The formula for inclusion-exclusion is:

\(n(A \cup B \cup C) = n(A) + n(B) + n(C) - n(A \cap B) - n(A \cap C) - n(B \cap C) + n(A \cap B \cap C)\)

Given the information:

\(60 = 48 + 25 + 18 - n(A \cap B) - n(A \cap C) - n(B \cap C) + 5\)

Simplifying, we get:

\(60 = 91 - (n(A \cap B) + n(A \cap C) + n(B \cap C)) + 5\)

\(60 = 96 - (n(A \cap B) + n(A \cap C) + n(B \cap C))\)

\(n(A \cap B) + n(A \cap C) + n(B \cap C) = 36\)

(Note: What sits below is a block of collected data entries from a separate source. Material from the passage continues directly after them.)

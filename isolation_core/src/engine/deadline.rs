use std::fmt;
use std::time::Duration;

/// Raised when the turn clock drops below the configured threshold.
#[derive(Debug, Clone, Copy, PartialEq, Eq)]
pub struct SearchTimeout;

impl fmt::Display for SearchTimeout {
    fn fmt(&self, f: &mut fmt::Formatter<'_>) -> fmt::Result {
        write!(f, "search deadline reached")
    }
}

impl std::error::Error for SearchTimeout {}

/// Polled cancellation point.
///
/// The search owns no clock. `time_left` comes from whoever enforces the turn
/// limit and is queried once per [`Deadline::check`].
pub struct Deadline<F> {
    time_left: F,
    threshold: Duration,
    checks: u64,
}

impl<F: Fn() -> Duration> Deadline<F> {
    pub const fn new(time_left: F, threshold: Duration) -> Self {
        Self {
            time_left,
            threshold,
            checks: 0,
        }
    }

    pub fn check(&mut self) -> Result<(), SearchTimeout> {
        self.checks += 1;
        if (self.time_left)() < self.threshold {
            return Err(SearchTimeout);
        }
        Ok(())
    }

    pub fn remaining(&self) -> Duration {
        (self.time_left)()
    }

    pub const fn threshold(&self) -> Duration {
        self.threshold
    }

    /// Number of checks performed so far, including a failing one.
    pub const fn checks(&self) -> u64 {
        self.checks
    }
}

#[cfg(test)]
mod tests {
    use super::*;
    use std::cell::Cell;

    #[test]
    fn test_unlimited_clock_never_fails() {
        let mut deadline = Deadline::new(|| Duration::MAX, Duration::from_millis(10));
        for _ in 0..100 {
            assert!(deadline.check().is_ok());
        }
        assert_eq!(deadline.checks(), 100);
    }

    #[test]
    fn test_fails_below_threshold() {
        let remaining = Cell::new(Duration::from_millis(12));
        let mut deadline = Deadline::new(|| remaining.get(), Duration::from_millis(10));

        assert_eq!(deadline.check(), Ok(()));
        remaining.set(Duration::from_millis(10));
        // Equal to the threshold is still fine
        assert_eq!(deadline.check(), Ok(()));
        remaining.set(Duration::from_millis(9));
        assert_eq!(deadline.check(), Err(SearchTimeout));
        assert_eq!(deadline.checks(), 3);
    }

    #[test]
    fn test_zero_threshold_never_fails() {
        let mut deadline = Deadline::new(|| Duration::ZERO, Duration::ZERO);
        assert!(deadline.check().is_ok());
        assert_eq!(deadline.remaining(), Duration::ZERO);
        assert_eq!(deadline.threshold(), Duration::ZERO);
    }
}
pub mod board;
pub mod game;
pub mod rules;

#[cfg(test)]
mod board_test;
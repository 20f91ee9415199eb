use crate::engine::config::SearchConfig;
use crate::logic::game::{GameState, Player};
use serde::{Deserialize, Serialize};
use std::fmt;
use std::time::Duration;

pub mod agent;
pub mod alphabeta;
pub mod config;
pub mod deadline;
pub mod deepening;
pub mod eval;
pub mod minimax;
pub mod search;

#[derive(Debug, Clone, Copy, PartialEq, Eq, Hash, Serialize, Deserialize)]
pub struct Move {
    pub row: i32,
    pub col: i32,
}

impl Move {
    /// Forfeit: returned when the player to move has no legal move.
    pub const NONE: Self = Self { row: -1, col: -1 };

    pub const fn new(row: i32, col: i32) -> Self {
        Self { row, col }
    }

    pub const fn is_none(self) -> bool {
        self.row == Self::NONE.row && self.col == Self::NONE.col
    }

    pub fn in_bounds(self, width: usize, height: usize) -> bool {
        usize::try_from(self.row).is_ok_and(|row| row < height)
            && usize::try_from(self.col).is_ok_and(|col| col < width)
    }
}

impl Default for Move {
    fn default() -> Self {
        Self::NONE
    }
}

impl fmt::Display for Move {
    fn fmt(&self, f: &mut fmt::Formatter<'_>) -> fmt::Result {
        write!(f, "({}, {})", self.row, self.col)
    }
}

#[derive(Debug, Clone, Copy, Default, PartialEq, Serialize, Deserialize)]
pub struct SearchStats {
    /// Depth of the last fully completed iteration, 0 if none completed.
    pub depth: u32,
    pub nodes: u64,
    pub checks: u64,
    pub time_ms: u64,
    /// Root value of the returned move, from the mover's point of view.
    pub score: f64,
}

/// Static evaluation of a position for one player.
///
/// Decided positions map to the signed infinities so every finite heuristic
/// value ranks between a loss and a win.
pub trait Evaluator {
    fn evaluate<S: GameState>(&self, state: &S, player: Player) -> f64;
}

/// Picks a move for the active player with iterative deepening alpha-beta.
///
/// `time_left` reports what remains of the caller's turn clock. The result is
/// `Move::NONE` only if the active player has no legal move, or if the clock
/// ran out before the first iteration finished.
pub fn select_move<S, F>(state: &S, config: &SearchConfig, time_left: F) -> Move
where
    S: GameState,
    F: Fn() -> Duration,
{
    search(state, config, time_left).0
}

/// Same as [`select_move`], also returning the search statistics.
pub fn search<S, F>(state: &S, config: &SearchConfig, time_left: F) -> (Move, SearchStats)
where
    S: GameState,
    F: Fn() -> Duration,
{
    deepening::iterative_deepening(state, &config.heuristic, config, time_left)
}
use crate::engine::Move;
use crate::logic::board::Board;
use crate::logic::game::{GameState, Player};
use crate::logic::rules::MoveError;

fn play(board: &mut Board, moves: &[(i32, i32)]) {
    for &(r, c) in moves {
        board.apply_move(Move::new(r, c)).unwrap();
    }
}

#[test]
fn test_unplaced_player_can_go_anywhere() {
    let board = Board::new(3, 2);
    let moves = board.legal_moves();
    assert_eq!(moves.len(), 6);
    // Row-major order
    assert_eq!(moves[0], Move::new(0, 0));
    assert_eq!(moves[1], Move::new(0, 1));
    assert_eq!(moves[3], Move::new(1, 0));
    assert_eq!(board.active_player(), Player::First);
}

#[test]
fn test_knight_moves_in_generator_order() {
    let mut board = Board::default();
    play(&mut board, &[(3, 3), (0, 0)]);

    let moves = board.legal_moves();
    let expected: Vec<Move> = [
        (1, 2),
        (1, 4),
        (2, 1),
        (2, 5),
        (4, 1),
        (4, 5),
        (5, 2),
        (5, 4),
    ]
    .iter()
    .map(|&(r, c)| Move::new(r, c))
    .collect();
    assert_eq!(moves, expected);
}

#[test]
fn test_corner_moves_stay_on_board() {
    let mut board = Board::new(3, 3);
    play(&mut board, &[(0, 0), (2, 2)]);

    assert_eq!(board.legal_moves(), vec![Move::new(1, 2), Move::new(2, 1)]);
    assert_eq!(
        board.legal_moves_for(Player::Second),
        vec![Move::new(0, 1), Move::new(1, 0)]
    );
}

#[test]
fn test_visited_cells_are_blocked() {
    let mut board = Board::new(3, 3);
    play(&mut board, &[(0, 0), (2, 2), (1, 2), (0, 1)]);

    assert!(!board.is_blank(Move::new(0, 0)));
    assert!(!board.is_blank(Move::new(0, 1)));
    assert_eq!(board.blank_count(), 5);
    // (0, 0) is behind player 1 now, only (2, 0) remains
    assert_eq!(board.legal_moves(), vec![Move::new(2, 0)]);
    assert_eq!(board.location(Player::First), Some(Move::new(1, 2)));
    assert_eq!(board.move_count(), 4);
}

#[test]
fn test_center_of_3x3_is_a_dead_end() {
    let mut board = Board::new(3, 3);
    play(&mut board, &[(1, 1), (0, 0)]);

    assert!(board.is_terminal());
    assert!(board.is_loser(Player::First));
    assert!(board.is_winner(Player::Second));
    assert!(!board.is_winner(Player::First));
}

#[test]
fn test_illegal_moves_are_rejected() {
    let mut board = Board::new(3, 3);
    play(&mut board, &[(0, 0), (2, 2)]);

    assert_eq!(
        board.apply_move(Move::new(1, 1)),
        Err(MoveError::IllegalMove(Move::new(1, 1)))
    );
    assert_eq!(
        board.apply_move(Move::NONE),
        Err(MoveError::IllegalMove(Move::NONE))
    );
    // Rejected moves leave the board untouched
    assert_eq!(board.move_count(), 2);
    assert_eq!(board.active_player(), Player::First);

    let mut lost = Board::new(3, 3);
    play(&mut lost, &[(1, 1), (0, 0)]);
    assert_eq!(lost.apply_move(Move::new(2, 2)), Err(MoveError::GameOver));
}

#[test]
fn test_forecast_leaves_source_board_untouched() {
    let mut board = Board::new(5, 5);
    play(&mut board, &[(2, 2), (0, 0)]);
    let before = board.clone();

    let next = board.forecast_move(Move::new(0, 1));
    assert_eq!(board, before);
    assert_eq!(next.active_player(), Player::Second);
    assert_eq!(next.location(Player::First), Some(Move::new(0, 1)));
    assert_eq!(next.blank_count(), board.blank_count() - 1);
}

#[test]
fn test_display() {
    let mut board = Board::new(3, 3);
    play(&mut board, &[(0, 0), (2, 2), (1, 2)]);

    let expected = " - |   |   |\n   |   | 1 |\n   |   | 2 |\n";
    assert_eq!(board.to_string(), expected);
}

Now, calculate the exact number of students who got exactly two awards:

The number of students who got exactly two awards without being part of all three awards is:

\(x + y + z = (n(A \cap B) - 5) + (n(A \cap C) - 5) + (n(B \cap C) - 5)\)

\(= n(A \cap B) + n(A \cap C) + n(B \cap C) - 3 \times 5\)

\(= 36 - 15\)

\(= 21\)

Thus, the number of students who got exactly two awards is \(21\).